## THE PROBLEM
Nothing should be left out: repeat all the data exactly.

## PROVIDED MATERIAL
+ + + +
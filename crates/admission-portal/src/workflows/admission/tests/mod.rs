mod common;
mod drafts;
+ + + +
## SOLUTION TO THIS EXERCISE
filename crates/admission-portal/src/workflows/admission/tests/mod.rs
mod common;
mod drafts;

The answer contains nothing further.